- Born: 1612
- Died: March 17, 1655 (aged 42–43)
- Occupations: Royalist supporter; landowner
- Known for: Supporter of King Charles I during the English Civil War

= Thomas Lyster (Cavalier) =

English Royalist (1612–1655)

Sir Thomas Lyster of Rowton Castle (1612–1655), supported King Charles I during the English Civil War.

==Life==
Thomas Lyster of Rowton was eleven years of age in 1623, according to the visitations. He was a devoted adherent of King Charles I. During the first campaign of the English Civil War, when Charles I arrived in Shrewsbury he presented 500 pieces of gold to help pay for the war. He was knighted for this act of loyalty.

In 1642 he signed a joint engagement with other gentlemen of the county to help raise a regiment of dragoons. He was given a high command in the garrison established in Shrewsbury, and on the fall of the town he was taken prisoner, but his wife may have gallantly held Rowton Castle for nearly a fortnight against all the efforts of the parliamentary officer, Colonel Thomas Mytton and did not surrender until she had obtained good terms from Mytton .

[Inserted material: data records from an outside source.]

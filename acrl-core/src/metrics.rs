use anyhow::{Context, Result};
use serde::Serialize;
use std::{
    fs::{self, File},
    io::{BufWriter, Write},
    path::Path,
};

#[derive(Debug, Clone, Copy, PartialEq, Serialize)]
pub struct EpisodeRecord {
    pub episode: usize,
    pub total_reward: f32,
    pub avg_reward: f32,
    pub len: usize,
}

impl EpisodeRecord {
    pub fn new(episode: usize, total_reward: f32, len: usize) -> Self {
        let avg_reward = if len == 0 {
            0.
        } else {
            total_reward / len as f32
        };
        Self {
            episode,
            total_reward,
            avg_reward,
            len,
        }
    }
}

#[derive(Debug, Clone, PartialEq, Serialize)]
pub struct IterationRecord {
    pub iter: usize,
    pub sample_num: usize,
    pub episodes: usize,
    pub avg_train_reward: f32,
    pub avg_train_return: f32,
    pub avg_steps: f32,
    pub policy_loss: f32,
    pub value_loss: f32,
    pub entropy: f32,
}

/// Destination of training metrics.
pub trait MetricsSink {
    fn log_episode(&mut self, record: &EpisodeRecord) -> Result<()>;

    fn log_iteration(&mut self, record: &IterationRecord) -> Result<()>;

    fn flush(&mut self) -> Result<()> {
        Ok(())
    }
}

pub struct NoopMetrics;

impl MetricsSink for NoopMetrics {
    fn log_episode(&mut self, _record: &EpisodeRecord) -> Result<()> {
        Ok(())
    }

    fn log_iteration(&mut self, _record: &IterationRecord) -> Result<()> {
        Ok(())
    }
}

#[derive(Serialize)]
#[serde(tag = "kind", rename_all = "snake_case")]
enum MetricsLine<'a> {
    Episode(&'a EpisodeRecord),
    Iteration(&'a IterationRecord),
}

/// Appends one JSON object per record to a file.
pub struct JsonlMetrics {
    writer: BufWriter<File>,
}

impl JsonlMetrics {
    pub fn create(path: &Path) -> Result<Self> {
        if let Some(parent) = path.parent() {
            fs::create_dir_all(parent)
                .with_context(|| format!("creating log dir {}", parent.display()))?;
        }
        let file = File::create(path)
            .with_context(|| format!("creating metrics file {}", path.display()))?;
        Ok(Self {
            writer: BufWriter::new(file),
        })
    }

    fn write_line(&mut self, line: &MetricsLine) -> Result<()> {
        serde_json::to_writer(&mut self.writer, line)?;
        self.writer.write_all(b"\n")?;
        Ok(())
    }
}

impl MetricsSink for JsonlMetrics {
    fn log_episode(&mut self, record: &EpisodeRecord) -> Result<()> {
        self.write_line(&MetricsLine::Episode(record))
    }

    fn log_iteration(&mut self, record: &IterationRecord) -> Result<()> {
        self.write_line(&MetricsLine::Iteration(record))?;
        self.writer.flush()?;
        Ok(())
    }

    fn flush(&mut self) -> Result<()> {
        self.writer.flush()?;
        Ok(())
    }
}

#[cfg(test)]
mod tests {
    use super::*;

    #[test]
    fn episode_record_averages_per_step() {
        let record = EpisodeRecord::new(3, 10., 4);
        assert_eq!(record.avg_reward, 2.5);
        assert_eq!(EpisodeRecord::new(0, 1., 0).avg_reward, 0.);
    }

    #[test]
    fn jsonl_metrics_tags_each_line() -> Result<()> {
        let dir = tempfile::tempdir()?;
        let path = dir.path().join("logs").join("metrics.jsonl");
        let mut sink = JsonlMetrics::create(&path)?;
        sink.log_episode(&EpisodeRecord::new(1, 4., 2))?;
        sink.log_iteration(&IterationRecord {
            iter: 0,
            sample_num: 2,
            episodes: 1,
            avg_train_reward: 2.,
            avg_train_return: 4.,
            avg_steps: 2.,
            policy_loss: 0.1,
            value_loss: 0.2,
            entropy: 1.4,
        })?;
        sink.flush()?;
        let content = fs::read_to_string(&path)?;
        let lines: Vec<serde_json::Value> = content
            .lines()
            .map(serde_json::from_str)
            .collect::<std::result::Result<_, _>>()?;
        assert_eq!(lines.len(), 2);
        assert_eq!(lines[0]["kind"], "episode");
        assert_eq!(lines[0]["len"], 2);
        assert_eq!(lines[1]["kind"], "iteration");
        assert_eq!(lines[1]["sample_num"], 2);
        Ok(())
    }
}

Sir Thomas died in 1655. He was buried at the Old St Chad's Church, Shrewsbury, on 17 March, and was succeeded by his son Richard.

==Family==
Sir Thomas was first married to Elizabeth, daughter of John Adye, of the county of Kent, and had by her one son, Richard, his heir, and one daughter, Elizabeth, the wife of — Draycott, of Ireland. He married secondly, Mary, daughter of Sir Sir John Hanmer, 1st Baronet, by whom he had a son, Thomas, barrister-at-law, who d. unmarried, and two daughters, Dorothy, the wife of William Jordan, esq. and Mary, who died unmarried.